Each of these goals is also supported through the procurement of and transition to new MCO contracts.
In April, the Ohio Department of Medicaid began offering eligible pregnant women a full year of postpartum healthcare coverage. The extended postpartum coverage includes physical recovery from childbirth, behavioral healthcare such as postpartum depression and substance use disorder (SUD) treatment, as well as family planning, and chronic disease management for diabetes, hypertension, and cardiac conditions that predated the pregnancy. The expansion will cover Medicaid-eligible new moms for a five-year period, through April 2027.
Governor’s Priorities and State Budget SFY 2022-2023
Ohio’s Governor, Mike DeWine, has a long history of public service with an emphasis on protecting children and families. Prior to serving as Governor, he was the Attorney General of Ohio and has previously been elected to serve as Greene County Prosecutor, Ohio State Senator, U.S. Congressman, Ohio Lt. Governor, and U.S. Senator.
The State 2022-2023 biennial budget continues and expands on the significant investments in children and families across multiple state agencies and initiatives. The budget maintains the Medicaid Maternal and Infant Support Program initiatives enacted in the previous budget aimed at reversing Ohio’s infant mortality rate and providing newborns and mothers care during critical stages of development. In addition, Medicaid coverage was extended for postpartum women from 60 days to 12 months. The budget supports the Governor and ODM’s vision of focusing on the individual by investing in the Next Generation of Medicaid Managed Care which includes: enhanced managed care procurement process to renegotiate contacts between MCOs and ODM; selection of a fiscal intermediary as single point of entry for providers; the Single Pharmacy Benefit Manager to manage contracts and pharmacy benefits; OhioRISE coordination for children with behavioral health needs; and centralized credentialing via ODM.
The budget added a requirement for hospital licensure to be managed by the Ohio Department of Health (ODH). As of 2020, Ohio had 189 acute care hospitals, 23 long-term acute care, 28 psychiatric/ rehabilitation/ specialty surgical, ten children’s, 33 critical access, and 51 teaching hospitals. ODH will develop the rules for licensure over the next ear and then hospitals will have three years to obtain a license. Licensure will give the state specific powers and duties to protect patients within facilities, and one of the state’s key roles will be setting standards for quality and the health, safety, and welfare of patients.

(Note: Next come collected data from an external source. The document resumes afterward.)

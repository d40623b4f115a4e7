use std::collections::{HashMap, HashSet};
use std::sync::atomic::{AtomicI64, Ordering};

use async_trait::async_trait;
use chrono::{DateTime, Utc};
use parking_lot::RwLock;

use super::{BookingStore, NewBooking, StoreError};
use crate::models::{Booking, Seat, Show};

/// In-process seat ledger.
///
/// Backs the test suite and any deployment that can live without durability.
/// Enforces the same (show, seat) uniqueness backstop as the relational
/// schema.
pub struct MemoryStore {
    shows: RwLock<HashMap<i64, Show>>,
    bookings: RwLock<HashMap<i64, Booking>>,
    next_booking_id: AtomicI64,
}

impl MemoryStore {
    pub fn new() -> Self {
        Self {
            shows: RwLock::new(HashMap::new()),
            bookings: RwLock::new(HashMap::new()),
            next_booking_id: AtomicI64::new(1),
        }
    }

    pub fn insert_show(&self, show: Show) {
        self.shows.write().insert(show.id, show);
    }
}

impl Default for MemoryStore {
    fn default() -> Self {
        Self::new()
    }
}

#[async_trait]
impl BookingStore for MemoryStore {
    async fn get_show(&self, show_id: i64) -> Result<Option<Show>, StoreError> {
        Ok(self.shows.read().get(&show_id).cloned())
    }

    async fn create_booking(&self, booking: &NewBooking) -> Result<i64, StoreError> {
        let mut bookings = self.bookings.write();

        // Uniqueness backstop: every persisted seat row counts, confirmed or
        // not, matching the unique index in the relational schema.
        let taken: HashSet<String> = bookings
            .values()
            .filter(|b| b.show_id == booking.show_id)
            .flat_map(|b| b.seats.iter().map(Seat::key))
            .collect();
        if booking.seats.iter().any(|s| taken.contains(&s.key())) {
            return Err(StoreError::DuplicateSeat);
        }

        let id = self.next_booking_id.fetch_add(1, Ordering::Relaxed);
        bookings.insert(
            id,
            Booking {
                id,
                show_id: booking.show_id,
                customer_name: booking.customer_name.clone(),
                email: booking.email.clone(),
                seats: booking.seats.clone(),
                total_amount: booking.total_amount,
                confirmed: booking.confirmed,
                created_at: booking.created_at,
            },
        );
        Ok(id)
    }

    async fn list_confirmed_bookings(&self, show_id: i64) -> Result<Vec<Booking>, StoreError> {
        let mut out: Vec<Booking> = self
            .bookings
            .read()
            .values()
            .filter(|b| b.show_id == show_id && b.confirmed)
            .cloned()
            .collect();
        out.sort_by_key(|b| b.id);
        Ok(out)
    }

    async fn get_booking(&self, booking_id: i64) -> Result<Option<Booking>, StoreError> {
        Ok(self.bookings.read().get(&booking_id).cloned())
    }

    async fn delete_stale_unconfirmed(&self, cutoff: DateTime<Utc>) -> Result<u64, StoreError> {
        let mut bookings = self.bookings.write();
        let before = bookings.len();
        bookings.retain(|_, b| b.confirmed || b.created_at >= cutoff);
        Ok((before - bookings.len()) as u64)
    }
}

The Children with Medical Handicaps program eligibility will be extended from up to 21 to up to 22 years of age in 2022 and 23 years of age in 2023. Home Visiting, now available in all 88 counties, has additional funding to serve more families and the statute has been adjusted to allow for children to be served until 5 (from 3) when the funding and model allows it. Further provider agreement changes will create higher rate for Registered Nurses and add a teacher license for an enhanced rate. The Ohio Equity Institute: Equity in Birth Outcomes will add Lorain County for a total of 10 funded local initiatives, and will support replication of Queen’s Village, a supportive community of powerful Black women centering Black women’s voices on changing not just racial disparities in birth outcomes but also the conditions that drive inequity in maternal and infant health. An additional $5 million in SFY will support programming by community and local faith-based service providers that invest in maternal health programs, supports pregnant mothers, and improves both maternal and infant health outcomes.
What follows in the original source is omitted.